Pyxis Oncology has received FDA alignment on the clinical trial design for a planned pivotal monotherapy study in 2L + R/M HNSCC. The Company is currently evaluating the path forward to pivotal studies for MICVO as monotherapy and in combination with pembrolizumab, respectively, and expects to provide additional detail in 2026.
  
Company Update
Pyxis Oncology completed sale of its rights to royalties from the commercialization of Enzeshu® (Suvemcitug for Injection) for a one-time cash payment of $11 million. This non-dilutive funding will support the development of MICVO. As part of Pyxis Oncology's acquisition of Apexigen, Inc. in August 2023, the Company acquired rights to royalties on Enzeshu and another asset discovered using APXiMAB, Apexigen's proprietary antibody discovery platform. The Company’s current cash runway is expected to fund operations through data milestones and into the fourth quarter of 2026.

Conference Call Information
Pyxis Oncology will host a live conference call and webcast at 8:30 a.m. ET today to review the preliminary Phase 1 clinical trial data. Participants may register for the conference call here. A webcast of the call will also be available under "Events and Presentations" in the Investors section of the Pyxis Oncology website at https://ir.pyxisoncology.com/. The archived webcast will be available on Pyxis Oncology’s website approximately two hours after the conference call and will be available for 30 days following the call.

About Pyxis Oncology, Inc.
Pyxis Oncology, Inc. is a clinical-stage biopharmaceutical company developing therapeutics for difficult-to-treat cancers. The Company’s lead candidate, micvotabart pelidotin (MICVO), is a first-in-concept antibody-drug conjugate (ADC) that targets extradomain-B of fibronectin (EDB+FN), a non-cellular structural component of the tumor extracellular matrix (ECM). EDB+FN is selectively overexpressed in the tumor microenvironment of a wide range of solid tumors and largely absent from normal adult tissues. MICVO is designed to treat solid tumors through a three-pronged mechanism of action: direct tumor cell killing, bystander effect and immunogenic cell death. MICVO is currently being evaluated in Phase 1 clinical studies in patients with recurrent/metastatic head and neck squamous cell carcinoma (R/M HNSCC) and other solid tumors, both as monotherapy and in combination with Merck’s anti-PD-1 therapy, KEYTRUDA® (pembrolizumab). Pyxis Oncology is focused on advancing MICVO, with the goal of improving outcomes for patients living with R/M HNSCC and contributing to meaningful progress in cancer treatment.

To learn more, visit www.pyxisoncology.com and follow us on LinkedIn.

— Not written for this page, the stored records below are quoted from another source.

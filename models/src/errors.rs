// models/src/errors.rs

pub use thiserror::Error;

pub type OpsResult<T> = Result<T, OpsError>;

/// Error taxonomy shared by every component of the operations engine.
///
/// `Validation` and `PreconditionFailed` are user-correctable and carry
/// field-level detail; `Internal` is opaque to callers and logged with
/// context at the point of failure. Nothing here is retried automatically.
#[derive(Debug, Error)]
pub enum OpsError {
    #[error("invalid {field}: {message}")]
    Validation { field: String, message: String },
    #[error("{0} not found")]
    NotFound(String),
    #[error("precondition failed: {0}")]
    PreconditionFailed(String),
    #[error("authentication required")]
    Unauthorized,
    #[error("insufficient role for this operation")]
    Forbidden,
    #[error("concurrent update conflict: {0}")]
    Conflict(String),
    #[error("internal error: {0}")]
    Internal(String),
}

impl OpsError {
    pub fn validation(field: impl Into<String>, message: impl Into<String>) -> Self {
        OpsError::Validation {
            field: field.into(),
            message: message.into(),
        }
    }

    pub fn missing(field: impl Into<String>) -> Self {
        OpsError::Validation {
            field: field.into(),
            message: "is required".to_string(),
        }
    }

    pub fn not_found(what: impl Into<String>) -> Self {
        OpsError::NotFound(what.into())
    }

    pub fn internal(message: impl std::fmt::Display) -> Self {
        OpsError::Internal(message.to_string())
    }
}

impl From<serde_json::Error> for OpsError {
    fn from(e: serde_json::Error) -> Self {
        OpsError::Internal(format!("document encoding error: {}", e))
    }
}
#[derive(Debug, Deserialize)]
#[serde(rename_all = "camelCase")]
struct MarkReadRequest {
    patient_id: Option<Uuid>,
}

async fn mark_read(
    State(state): State<AppState>,
    headers: HeaderMap,
    Json(req): Json<MarkReadRequest>,
) -> ApiResult<Json<Value>> {
    let ctx = state.auth(&headers);
    match (&ctx, req.patient_id) {
        // A patient flips their own stream only.
        (AuthContext::Authenticated { role: Role::Patient, subject_id, .. }, requested) => {
            let own: Uuid = subject_id
                .parse()
                .map_err(|_| OpsError::internal("malformed subject id in token"))?;
            if requested.is_some_and(|r| r != own) {
                return Err(OpsError::Forbidden.into());
            }
            state.notifications.mark_all_read(Some(own)).await?;
        }
        (AuthContext::Authenticated { .. }, requested) => {
            state.notifications.mark_all_read(requested).await?;
        }
        (AuthContext::Anonymous, _) => return Err(OpsError::Unauthorized.into()),
    }
    Ok(Json(json!({ "status": "ok" })))
}

async fn delete_patient_notifications(
    State(state): State<AppState>,
    headers: HeaderMap,
    Path(patient_id): Path<Uuid>,
    Query(query): Query<NotificationQuery>,
) -> ApiResult<Json<Value>> {
    state.require_staff(&headers)?;
    let audience = audience_or(query.audience.as_deref(), Audience::Patient)?;
    state
        .notifications
        .delete_for_patient(audience, patient_id)
        .await?;
    Ok(Json(json!({ "status": "ok" })))
}

async fn delete_all_notifications(
    State(state): State<AppState>,
    headers: HeaderMap,
    Query(query): Query<NotificationQuery>,
) -> ApiResult<Json<Value>> {
    state.require_staff(&headers)?;
    let audience = audience_or(query.audience.as_deref(), Audience::Staff)?;
    state.notifications.delete_everything(audience).await?;
    Ok(Json(json!({ "status": "ok" })))
}
// engine/src/store/memory.rs
//
// In-memory store: the test substrate and an option for ephemeral
// deployments. One RwLock'd map per collection; the booking sequence and
// the inventory version check both run under the collection write lock,
// which closes the two race windows the persistent store closes with
// sled primitives.

use std::collections::HashMap;
use std::sync::Arc;

use async_trait::async_trait;
use chrono::{DateTime, Utc};
use tokio::sync::RwLock;
use uuid::Uuid;

use models::errors::{OpsError, OpsResult};
use models::{Appointment, Audience, InventoryItem, NotificationGroup, Patient};

use super::{
    AppointmentRepository, InventoryRepository, NotificationRepository, PatientRepository,
};

#[derive(Default)]
struct Collections {
    patients: RwLock<HashMap<Uuid, Patient>>,
    appointments: RwLock<HashMap<Uuid, Appointment>>,
    booking_seq: RwLock<HashMap<Uuid, u64>>,
    inventory: RwLock<HashMap<String, InventoryItem>>,
    notices_patient: RwLock<HashMap<Uuid, NotificationGroup>>,
    notices_staff: RwLock<HashMap<Uuid, NotificationGroup>>,
}

#[derive(Clone, Default)]
pub struct MemStore {
    inner: Arc<Collections>,
}

impl MemStore {
    pub fn new() -> Self {
        Self::default()
    }

    fn notices(&self, audience: Audience) -> &RwLock<HashMap<Uuid, NotificationGroup>> {
        match audience {
            Audience::Patient => &self.inner.notices_patient,
            Audience::Staff => &self.inner.notices_staff,
        }
    }
}

#[async_trait]
impl PatientRepository for MemStore {
    async fn find_by_phone(&self, phone: &str) -> OpsResult<Option<Patient>> {
        let patients = self.inner.patients.read().await;
        Ok(patients.values().find(|p| p.phone == phone).cloned())
    }

    async fn find_by_id(&self, id: Uuid) -> OpsResult<Option<Patient>> {
        Ok(self.inner.patients.read().await.get(&id).cloned())
    }

    async fn create(&self, patient: Patient) -> OpsResult<Patient> {
        let mut patients = self.inner.patients.write().await;
        patients.insert(patient.id, patient.clone());
        Ok(patient)
    }

    async fn count(&self) -> OpsResult<u64> {
        Ok(self.inner.patients.read().await.len() as u64)
    }

    async fn count_created_between(
        &self,
        start: DateTime<Utc>,
        end: DateTime<Utc>,
    ) -> OpsResult<u64> {
        let patients = self.inner.patients.read().await;
        Ok(patients
            .values()
            .filter(|p| p.created_at >= start && p.created_at < end)
            .count() as u64)
    }
}

#[async_trait]
impl AppointmentRepository for MemStore {
    async fn create(&self, mut appointment: Appointment) -> OpsResult<Appointment> {
        // Sequence assignment and insert happen under the same write lock,
        // so concurrent bookings for one patient cannot observe the same
        // count.
        let mut seq = self.inner.booking_seq.write().await;
        let mut appointments = self.inner.appointments.write().await;
        let next = seq.entry(appointment.patient_id).or_insert(0);
        *next += 1;
        appointment.booking_count = *next;
        appointments.insert(appointment.id, appointment.clone());
        Ok(appointment)
    }

    async fn find_by_id(&self, id: Uuid) -> OpsResult<Option<Appointment>> {
        Ok(self.inner.appointments.read().await.get(&id).cloned())
    }

    async fn find_by_id_and_phone(
        &self,
        id: Uuid,
        phone: &str,
    ) -> OpsResult<Option<Appointment>> {
        let appointments = self.inner.appointments.read().await;
        Ok(appointments
            .get(&id)
            .filter(|a| a.phone == phone)
            .cloned())
    }

    async fn update(&self, appointment: &Appointment) -> OpsResult<()> {
        let mut appointments = self.inner.appointments.write().await;
        match appointments.get_mut(&appointment.id) {
            Some(slot) => {
                *slot = appointment.clone();
                Ok(())
            }
            None => Err(OpsError::not_found(format!(
                "appointment {}",
                appointment.id
            ))),
        }
    }

    async fn list_all(&self) -> OpsResult<Vec<Appointment>> {
        Ok(self.inner.appointments.read().await.values().cloned().collect())
    }

    async fn list_for_patient(&self, patient_id: Uuid) -> OpsResult<Vec<Appointment>> {
        let appointments = self.inner.appointments.read().await;
        Ok(appointments
            .values()
            .filter(|a| a.patient_id == patient_id)
            .cloned()
            .collect())
    }

    async fn list_created_between(
        &self,
        start: DateTime<Utc>,
        end: DateTime<Utc>,
    ) -> OpsResult<Vec<Appointment>> {
        let appointments = self.inner.appointments.read().await;
        Ok(appointments
            .values()
            .filter(|a| a.created_at >= start && a.created_at < end)
            .cloned()
            .collect())
    }
}

#[async_trait]
impl InventoryRepository for MemStore {
    async fn find(&self, name: &str) -> OpsResult<Option<InventoryItem>> {
        Ok(self.inner.inventory.read().await.get(name).cloned())
    }

    async fn list(&self) -> OpsResult<Vec<InventoryItem>> {
        Ok(self.inner.inventory.read().await.values().cloned().collect())
    }

    async fn upsert_versioned(
        &self,
        mut item: InventoryItem,
        expected_version: u64,
    ) -> OpsResult<InventoryItem> {
        let mut inventory = self.inner.inventory.write().await;
        let stored_version = inventory.get(&item.name).map(|i| i.version).unwrap_or(0);
        if stored_version != expected_version {
            return Err(OpsError::Conflict(format!(
                "item {:?} moved from version {} to {}",
                item.name, expected_version, stored_version
            )));
        }
        item.version = expected_version + 1;
        inventory.insert(item.name.clone(), item.clone());
        Ok(item)
    }
}

#[async_trait]
impl NotificationRepository for MemStore {
    async fn find(
        &self,
        audience: Audience,
        patient_id: Uuid,
    ) -> OpsResult<Option<NotificationGroup>> {
        Ok(self.notices(audience).read().await.get(&patient_id).cloned())
    }

    async fn list_all(&self, audience: Audience) -> OpsResult<Vec<NotificationGroup>> {
        Ok(self.notices(audience).read().await.values().cloned().collect())
    }

    async fn upsert(&self, audience: Audience, group: NotificationGroup) -> OpsResult<()> {
        self.notices(audience)
            .write()
            .await
            .insert(group.patient_id, group);
        Ok(())
    }

    async fn mark_all_read(
        &self,
        audience: Audience,
        patient_id: Option<Uuid>,
    ) -> OpsResult<()> {
        let mut groups = self.notices(audience).write().await;
        match patient_id {
            Some(id) => {
                let group = groups
                    .get_mut(&id)
                    .ok_or_else(|| OpsError::not_found(format!("notifications for {}", id)))?;
                for item in &mut group.items {
                    item.read = true;
                }
            }
            None => {
                for group in groups.values_mut() {
                    for item in &mut group.items {
                        item.read = true;
                    }
                }
            }
        }
        Ok(())
    }

    async fn delete_for_patient(&self, audience: Audience, patient_id: Uuid) -> OpsResult<()> {
        self.notices(audience).write().await.remove(&patient_id);
        Ok(())
    }

    async fn delete_all(&self, audience: Audience) -> OpsResult<()> {
        self.notices(audience).write().await.clear();
        Ok(())
    }
}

About Micvotabart Pelidotin (MICVO)
Micvotabart pelidotin (MICVO, formerly PYX-201), is an antibody-drug conjugate (ADC) that uniquely targets extradomain-B of fibronectin (EDB+FN), a non-cellular structural component of the tumor extracellular matrix. MICVO is designed to generate a multi-pronged attack on difficult-to-treat cancers by directly killing cancer cells, reducing extra-cellular matrix density, inhibiting tumor angiogenesis and mobilizing an anti-tumor immune response. 

MICVO received Fast Track Designation from the U.S. Food and Drug Administration for the treatment of adult patients with R/M HNSCC whose disease has progressed following treatment with platinum-based chemotherapy and an anti-PD(L)-1 therapy.

KEYTRUDA® is a registered trademark of Merck Sharp & Dohme LLC, a subsidiary of Merck & Co., Inc., Rahway, NJ, USA.

Dr. Hanna receives institutional research support and funding from, and has served in a consulting or advisory role for, Pyxis Oncology.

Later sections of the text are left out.